What I mean is that it demonstrates the inherent perks of the writer's room as a model of television production, something that has kind of been lost in the age of streaming and micro-writer's rooms. There isn't enough space for someone like, say, Brannon Braga with his weird exploration of body horror and/or temporal fuckery, or Ronald D. Moore with his cynical realpolitik.
Lower Decks very much hinges on René Echevarria's proven talents as one of the strongest writers in the TNG stable when it comes to intimate, character-driven pieces. The pitch came from outside the writer's room, but that hints at the real function of the room as a machine, whereby an abstract idea is subjected to a very particular finesse that helps bring out particular facets of a given script.
Ironically, Echevarria's own Star Trek career is another instructive proof-of-concept in this regard. His first script was The Offspring, but it was given an extensive do-over by Michael Piller and Melinda Snodgrass to better fit the aesthetics of the show. And here, his talents have developed far enough that he's effectively put on the other end of the process.
And it works. The script is beautifully constructed, with so many clever bits that invite the audience to become an active participant in the very procedure of watching Star Trek. The Alaska/Canada screw-up from Lavelle and Ben, the decision to cut away from the transport of Joret Dal and only show the hint of a Cardassian uniform, and of course the central set piece of the intercut poker games. (Here, for the visual triumphs, we should also commend director Gabrielle Beaumount.)
The episode derives its power from the audience's understanding that there were 165 episodes before this one, with their own rhythms and cadences. It disrupts it, but ultimately, in Worf's mutual connection with the lower decks personnel at the very end, collapses the narrative back into its familiar form. Of course, like all good narrative collapses, it comes at a cost, namely that of Ensign Sito.
It's brutal, and soul-crushing, to have spent so much time with this character only to have her swept away by the vicissitudes of fate, but it never feels cynical.

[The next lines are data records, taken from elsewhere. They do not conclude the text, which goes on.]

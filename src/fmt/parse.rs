use lazy_static::lazy_static;
use regex::Regex;

use crate::fmt::digits::to_latin_digits;
use crate::fmt::names::find_month;
use crate::jalali::{from_jalali_parts, is_valid_jalali, JalaliDateParts};

lazy_static! {
    static ref DIGIT_RUN: Regex = Regex::new("[0-9]{1,4}").expect("digit run pattern is valid");
}

/// Reads a Jalali date out of free-form text.
///
/// This is a best-effort reader, not the inverse of [`format_jalali`](crate::format_jalali).
/// `template` is accepted for symmetry and ignored. The rules are:
///
/// * Persian and Arabic-Indic digits count as ASCII digits.
/// * Numbers are runs of up to four digits, so a longer run is split into several numbers.
/// * If the text contains a month name (full or abbreviated), that month is used.
/// * With three or more numbers, they are read as day, month and year. A month name replaces
///   the second one.
/// * With exactly two numbers and a month name, they are read as day and year.
/// * With a single number, it is taken as the year and no day is known, so the result is always
///   `None`.
///
/// The result is `None` unless the date exists in the Jalali calendar. Its weekday is derived
/// from the date and its time of day is midnight.
///
/// ```
/// use jalali::parse_jalali;
///
/// let parts = parse_jalali("۲۵ مهر ۱۴۰۴", "jD jMMM jYYYY").unwrap();
/// assert_eq!((parts.year, parts.month, parts.day), (1404, 7, 25));
///
/// // Year first is read as day first, which does not validate.
/// assert_eq!(parse_jalali("1404/07/25", "jYYYY/jMM/jDD"), None);
/// ```
pub fn parse_jalali(input: &str, _template: &str) -> Option<JalaliDateParts> {
    let latin = to_latin_digits(input);
    let numbers: Vec<i32> = DIGIT_RUN
        .find_iter(&latin)
        .filter_map(|m| m.as_str().parse().ok())
        .collect();
    let named_month = find_month(input).map(i32::from);

    let (year, month, day) = match (numbers.as_slice(), named_month) {
        ([day, month, year, ..], named) => (*year, named.unwrap_or(*month), *day),
        ([day, year], Some(month)) => (*year, month, *day),
        ([year], named) => (*year, named.unwrap_or(0), 0),
        _ => {
            trace!("no date found in {:?}", input);
            return None;
        }
    };

    if !is_valid_jalali(year, month, day) {
        trace!("{:?} reads as {}/{}/{}, which is not a date", input, year, month, day);
        return None;
    }
    Some(JalaliDateParts::from(from_jalali_parts(year, month, day)))
}
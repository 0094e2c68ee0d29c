const PERSIAN_DIGITS: [char; 10] = ['۰', '۱', '۲', '۳', '۴', '۵', '۶', '۷', '۸', '۹'];
const ARABIC_INDIC_DIGITS: [char; 10] = ['٠', '١', '٢', '٣', '٤', '٥', '٦', '٧', '٨', '٩'];

/// Replaces every ASCII digit with the corresponding Persian digit.
pub fn to_persian_digits(input: &str) -> String {
    input
        .chars()
        .map(|c| c.to_digit(10).map_or(c, |d| PERSIAN_DIGITS[d as usize]))
        .collect()
}

/// Replaces Persian and Arabic-Indic digits with ASCII digits.
pub fn to_latin_digits(input: &str) -> String {
    input
        .chars()
        .map(|c| {
            let position = PERSIAN_DIGITS
                .iter()
                .position(|&p| p == c)
                .or_else(|| ARABIC_INDIC_DIGITS.iter().position(|&a| a == c));
            match position {
                Some(d) => char::from(b'0' + d as u8),
                None => c,
            }
        })
        .collect()
}

#[cfg(test)]
mod tests {
    use super::*;

    #[test]
    fn test_to_persian_digits() {
        assert_eq!(to_persian_digits("1404/07/25"), "۱۴۰۴/۰۷/۲۵");
        assert_eq!(to_persian_digits("ساعت 09:30"), "ساعت ۰۹:۳۰");
        assert_eq!(to_persian_digits("no digits"), "no digits");
        assert_eq!(to_persian_digits("۱۲"), "۱۲");
    }

    #[test]
    fn test_to_latin_digits() {
        assert_eq!(to_latin_digits("۱۴۰۴/۰۷/۲۵"), "1404/07/25");
        assert_eq!(to_latin_digits("٢٥ مهر ١٤٠٤"), "25 مهر 1404");
        assert_eq!(to_latin_digits("mixed ۱ and 2"), "mixed 1 and 2");
    }
}
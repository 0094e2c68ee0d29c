// Without the `logging` feature none of these expand to anything, and some are
// never used at all. Squash the warnings.
#![allow(unused_macros)]

macro_rules! log {
    ($($tt:tt)*) => {
        #[cfg(feature = "logging")]
        {
            $($tt)*
        }
    }
}

macro_rules! error {
    ($($tt:tt)*) => { log!(log::error!($($tt)*)) }
}

macro_rules! warn {
    ($($tt:tt)*) => { log!(log::warn!($($tt)*)) }
}

macro_rules! debug {
    ($($tt:tt)*) => { log!(log::debug!($($tt)*)) }
}

macro_rules! trace {
    ($($tt:tt)*) => { log!(log::trace!($($tt)*)) }
}
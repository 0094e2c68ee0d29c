// Persian names used by the formatter and the parser. Index 0 is the first month, Saturday,
// or the first quarter respectively.

pub(crate) const MONTHS: [&str; 12] = [
    "فروردین",
    "اردیبهشت",
    "خرداد",
    "تیر",
    "مرداد",
    "شهریور",
    "مهر",
    "آبان",
    "آذر",
    "دی",
    "بهمن",
    "اسفند",
];

// At most three letters each. Names that are already that short stay whole.
pub(crate) const MONTHS_SHORT: [&str; 12] = [
    "فرو", "ارد", "خرد", "تیر", "مرد", "شهر", "مهر", "آبا", "آذر", "دی", "بهم", "اسف",
];

pub(crate) const WEEKDAYS: [&str; 7] = [
    "شنبه",
    "یکشنبه",
    "دوشنبه",
    "سه\u{200c}شنبه",
    "چهارشنبه",
    "پنج\u{200c}شنبه",
    "جمعه",
];

pub(crate) const QUARTERS: [&str; 4] = ["اول", "دوم", "سوم", "چهارم"];

pub(crate) const ORDINAL_SUFFIX: &str = "ام";

pub(crate) const AM: &str = "قبلازظهر";
pub(crate) const PM: &str = "بعدازظهر";
pub(crate) const AM_SHORT: &str = "ق.ظ";
pub(crate) const PM_SHORT: &str = "ب.ظ";

/// The first month, in calendar order, whose full or short name occurs in `input`.
pub(crate) fn find_month(input: &str) -> Option<u8> {
    MONTHS
        .iter()
        .zip(MONTHS_SHORT.iter())
        .position(|(full, short)| input.contains(full) || input.contains(short))
        .map(|index| index as u8 + 1)
}
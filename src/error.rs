use thiserror::Error;

/// Errors raised where a date-time enters the crate from the outside world.
///
/// The calendar math itself is total and never fails. Only construction of a
/// [`DateTime`](crate::DateTime) from loose fields or from a
/// [`SystemTime`](std::time::SystemTime) is checked.
#[derive(Error, Debug, Clone, Copy, PartialEq, Eq)]
pub enum Error {
    #[error("invalid date-time: {reason}")]
    InvalidInput { reason: &'static str },
    #[error("date-time is out of range")]
    OutOfRange,
}

impl Error {
    pub(crate) fn invalid(reason: &'static str) -> Self {
        Error::InvalidInput { reason }
    }
}

#[cfg(test)]
mod tests {
    use super::*;

    #[test]
    fn messages() {
        assert_eq!(
            Error::invalid("month must be in 1..=12").to_string(),
            "invalid date-time: month must be in 1..=12"
        );
        assert_eq!(Error::OutOfRange.to_string(), "date-time is out of range");
    }
}
use crate::jalali::{from_jalali_parts, JalaliDateParts};
use crate::Period;

/// Adds a [`Period`] to a Jalali date, keeping its time of day.
///
/// The arithmetic happens on the equivalent Gregorian date, one field at a time: years, then
/// months, then days. After each step an overflowing day carries into the next month, so adding
/// one month to a Gregorian 31st that lands in a 30-day month moves on into the month after. The
/// order matters when components are combined: `{months: 1, days: 31}` is applied as one month
/// followed by 31 days.
///
/// The input is not validated; see [`is_valid_jalali`](crate::is_valid_jalali).
///
/// # Panics
///
/// Panics if the result leaves the range of [`DateTime`](crate::DateTime). Use
/// [`checked_add_to_jalali`] to get `None` instead.
///
/// ```
/// use jalali::{add_to_jalali, from_jalali_parts, JalaliDateParts, Period};
///
/// let start = JalaliDateParts::from(from_jalali_parts(1404, 12, 29));
/// let next = add_to_jalali(&start, Period::days(1));
/// assert_eq!((next.year, next.month, next.day), (1405, 1, 1));
/// ```
pub fn add_to_jalali(parts: &JalaliDateParts, period: Period) -> JalaliDateParts {
    checked_add_to_jalali(parts, period).expect("Jalali date arithmetic overflow")
}

pub fn checked_add_to_jalali(parts: &JalaliDateParts, period: Period) -> Option<JalaliDateParts> {
    let date = from_jalali_parts(parts.year, parts.month as i32, parts.day as i32)
        .checked_add_years(period.years)?
        .checked_add_months(period.months)?
        .checked_add_days(period.days)?;
    Some(JalaliDateParts::from_date_time(&date).with_time_of(parts))
}

/// [`add_to_jalali`] with every component of `period` negated.
pub fn subtract_from_jalali(parts: &JalaliDateParts, period: Period) -> JalaliDateParts {
    checked_subtract_from_jalali(parts, period).expect("Jalali date arithmetic overflow")
}

pub fn checked_subtract_from_jalali(
    parts: &JalaliDateParts,
    period: Period,
) -> Option<JalaliDateParts> {
    checked_add_to_jalali(parts, period.checked_neg()?)
}

#[cfg(test)]
mod tests {
    use super::*;
    use crate::gregorian::MAX_YEAR;

    fn parts(year: i32, month: u8, day: u8) -> JalaliDateParts {
        let mut parts = JalaliDateParts::from(from_jalali_parts(year, month as i32, day as i32));
        parts.hour = 9;
        parts.minute = 15;
        parts.second = 42;
        parts
    }

    fn ymd(parts: &JalaliDateParts) -> (i32, u8, u8) {
        (parts.year, parts.month, parts.day)
    }

    #[test]
    fn add_days() {
        assert_eq!(ymd(&add_to_jalali(&parts(1404, 7, 25), Period::days(1))), (1404, 7, 26));
        assert_eq!(ymd(&add_to_jalali(&parts(1404, 6, 31), Period::days(1))), (1404, 7, 1));
        assert_eq!(ymd(&add_to_jalali(&parts(1403, 12, 29), Period::days(1))), (1403, 12, 30));
        assert_eq!(ymd(&add_to_jalali(&parts(1403, 12, 30), Period::days(1))), (1404, 1, 1));
        assert_eq!(ymd(&add_to_jalali(&parts(1404, 1, 1), Period::days(-1))), (1403, 12, 30));
        assert_eq!(ymd(&add_to_jalali(&parts(1404, 1, 1), Period::days(365))), (1405, 1, 1));
    }

    #[test]
    fn add_keeps_time_and_recomputes_weekday() {
        let result = add_to_jalali(&parts(1404, 7, 25), Period::days(1));
        assert_eq!((result.hour, result.minute, result.second), (9, 15, 42));
        // Friday + 1 day = Saturday.
        assert_eq!(result.weekday, 0);
    }

    #[test]
    fn add_months_goes_through_gregorian_fields() {
        // Mehr 25, 1404 is 2025-10-17; one Gregorian month later is 2025-11-17, Aban 26.
        let result = add_to_jalali(&parts(1404, 7, 25), Period::months(1));
        assert_eq!(ymd(&result), (1404, 8, 26));
        // Bahman 11, 1403 is 2025-01-30; 2025-02-30 carries to 2025-03-02, Esfand 12.
        let result = add_to_jalali(&parts(1403, 11, 11), Period::months(1));
        assert_eq!(ymd(&result), (1403, 12, 12));
    }

    #[test]
    fn add_years() {
        // Esfand 10, 1402 is 2024-02-29; a year later 2025-02-29 carries to 2025-03-01.
        let result = add_to_jalali(&parts(1402, 12, 10), Period::years(1));
        assert_eq!(ymd(&result), (1403, 12, 11));
        let result = add_to_jalali(&parts(1404, 7, 25), Period::years(-1));
        assert_eq!(ymd(&result), (1403, 7, 26));
    }

    #[test]
    fn field_order_matters() {
        // Dey 12, 1403 is 2025-01-01.
        let start = parts(1403, 10, 12);
        // One month, then 31 days: 2025-02-01, then 2025-03-04.
        let combined = add_to_jalali(&start, Period::new(0, 1, 31));
        assert_eq!(ymd(&combined), (1403, 12, 14));
        // 31 days, then one month: 2025-02-01, then 2025-03-01.
        let days_then_month =
            add_to_jalali(&add_to_jalali(&start, Period::days(31)), Period::months(1));
        assert_eq!(ymd(&days_then_month), (1403, 12, 11));
    }

    #[test]
    fn subtract_is_add_negated() {
        let start = parts(1404, 7, 25);
        let period = Period::new(1, 2, 3);
        assert_eq!(subtract_from_jalali(&start, period), add_to_jalali(&start, -period));
        assert_eq!(ymd(&subtract_from_jalali(&start, Period::days(25))), (1404, 6, 31));
    }

    #[test]
    fn checked_overflow() {
        let start = parts(1404, 7, 25);
        assert_eq!(checked_add_to_jalali(&start, Period::years(MAX_YEAR)), None);
        assert_eq!(checked_subtract_from_jalali(&start, Period::days(i32::MIN)), None);
        assert!(checked_add_to_jalali(&start, Period::days(300_000_000)).is_some());
        assert_eq!(checked_add_to_jalali(&start, Period::days(i32::MAX)), None);
    }

    quickcheck::quickcheck! {
        fn prop_add_then_subtract_days(offset: u32, days: i32) -> bool {
            let start = from_jalali_parts(1, 1, 1 + (offset % 1_000_000) as i32);
            let start = JalaliDateParts::from(start);
            let days = days % 1_000_000;
            let there = add_to_jalali(&start, Period::days(days));
            subtract_from_jalali(&there, Period::days(days)) == start
        }
    }
}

(In fact, one of the more bitterly memorable moments in watching the episode with my parents tonight - who had not seen the episode, or at least not recently - was my mother worriedly voicing her suspicions that Sito was not slated for a happy ending, and my father noting how bleak it would be for them to bring back this character to tell such a story. Crucially, he did not say this to disapprove, and I think it speaks volumes to how much Echevarria's script relies on the audience applying the televisual grammar of Star Trek to the episode.)
I'll admit I haven't seen any of the more modern Trek shows beyond Season 2 of Discovery - not out of conscious choice, mind you, I just have only so many hours of the day to watch Star Trek - but I can absolutely understand why this was the episode that got to pretty much single-handedly inspire the concept of an entire show, even if only in spirit.
For a show that can often feel rather formulaic - which isn't a problem, because the formula is a very, very good one that leads to some fantastic episodes - Lower Decks is proof that TNG wasn't *entirely* content to just coast by and rest on its laurels. It would have been justified to do so, but it still threw in the odd stylistic leap here and there.
And in so doing, it inadvertently prefigures more experimental modern television techniques - and contrasting against some of the more frustrating tendencies of the streaming era - all amidst a genuinely heartfelt and moving story. With all due respect to The Pegasus, Parallels and All Good Things, for me I think Lower Decks has now emerged as the champion of Season 7.
It's just that fantastic.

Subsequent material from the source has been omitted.